**ASSIGNED TASK**
What is needed is a single figure: how many lines of the records below contain the word "error".

**DATA FOR ANALYSIS**
----------------------------------------

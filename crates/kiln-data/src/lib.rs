//! Kiln Data
//!
//! Dataset folder utilities feeding the external data-versioning service:
//! merging per-split detection dataset trees and staging arbitrary
//! directories into one upload folder.

pub mod error;
pub mod merge;
pub mod stage;

pub use error::{DataError, DataResult};
pub use merge::{DATASET_KINDS, DATASET_SPLITS, merge_dataset_dirs};
pub use stage::{DatasetRegistry, UploadStager};
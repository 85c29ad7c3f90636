//! End-to-end training lifecycle against a stub detector backend.

use kiln_training::{
    ToolArgs, TrainJobSpec, Trainer, TrainingOutcome, TrainingResult, run_versioned_training,
};
use std::path::Path;
use tempfile::TempDir;

struct FakeYolo;

impl Trainer for FakeYolo {
    fn id(&self) -> &'static str {
        "fake-yolo"
    }

    fn train(
        &self,
        _data: &Path,
        output_dir: &Path,
        run_name: &str,
        _args: &ToolArgs,
    ) -> TrainingResult<()> {
        let run_dir = output_dir.join(run_name);
        std::fs::create_dir_all(run_dir.join("weights"))?;
        std::fs::write(run_dir.join("weights").join("best.pt"), b"trained weights")?;
        std::fs::write(run_dir.join("weights").join("last.pt"), b"last epoch")?;
        std::fs::write(run_dir.join("results.csv"), b"epoch,mAP\n1,0.42\n")?;
        std::fs::write(run_dir.join("results.png"), b"plot")?;
        Ok(())
    }
}

#[test]
fn empty_project_trains_into_v1_tree() {
    let temp = TempDir::new().unwrap();
    let spec = TrainJobSpec::new(
        temp.path().join("data.yaml"),
        "wildlife",
        "model",
        temp.path().to_path_buf(),
    );

    let outcome = run_versioned_training(&FakeYolo, &spec).unwrap();
    let TrainingOutcome::Done(done) = outcome else {
        panic!("training should succeed");
    };

    let model_dir = temp.path().join("wildlife").join("model_v1");
    assert_eq!(done.model_dir, model_dir);
    assert!(model_dir.join("MODEL_WEIGHTS").join("model_v1.pt").is_file());
    assert!(model_dir.join("MODEL_UTILS").join("model_v1.zip").is_file());
    assert!(model_dir.join("METRICS").join("results.csv").is_file());
    assert!(model_dir.join("METRICS").join("results.png").is_file());
    assert!(!model_dir.join("runs").exists());

    // The archive holds the whole run tree, relative to the run folder.
    let file = std::fs::File::open(model_dir.join("MODEL_UTILS").join("model_v1.zip")).unwrap();
    let mut archive = zip::ZipArchive::new(file).unwrap();
    assert!(archive.by_name("weights/best.pt").is_ok());

    // Weights are resolvable for inference afterwards.
    let weights =
        kiln_training::resolve_weights(temp.path(), "wildlife", "model", 1).unwrap();
    assert_eq!(weights, model_dir.join("MODEL_WEIGHTS").join("model_v1.pt"));
}

#[test]
fn versions_and_run_names_advance_independently() {
    let temp = TempDir::new().unwrap();
    let spec = TrainJobSpec::new(
        temp.path().join("data.yaml"),
        "wildlife",
        "model",
        temp.path().to_path_buf(),
    );

    for expected in ["model_v1", "model_v2", "model_v3"] {
        let outcome = run_versioned_training(&FakeYolo, &spec).unwrap();
        let TrainingOutcome::Done(done) = outcome else {
            panic!("training should succeed");
        };
        assert_eq!(done.versioned_name, expected);
        // Staging is fresh per version, so the bare run name is reused.
        assert_eq!(done.run_name, "train");
    }

    let versions =
        kiln_training::discover_versions(&temp.path().join("wildlife"), "model").unwrap();
    assert_eq!(versions, vec![1, 2, 3]);
}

----------------------------------------

**WRITTEN ANSWER**
2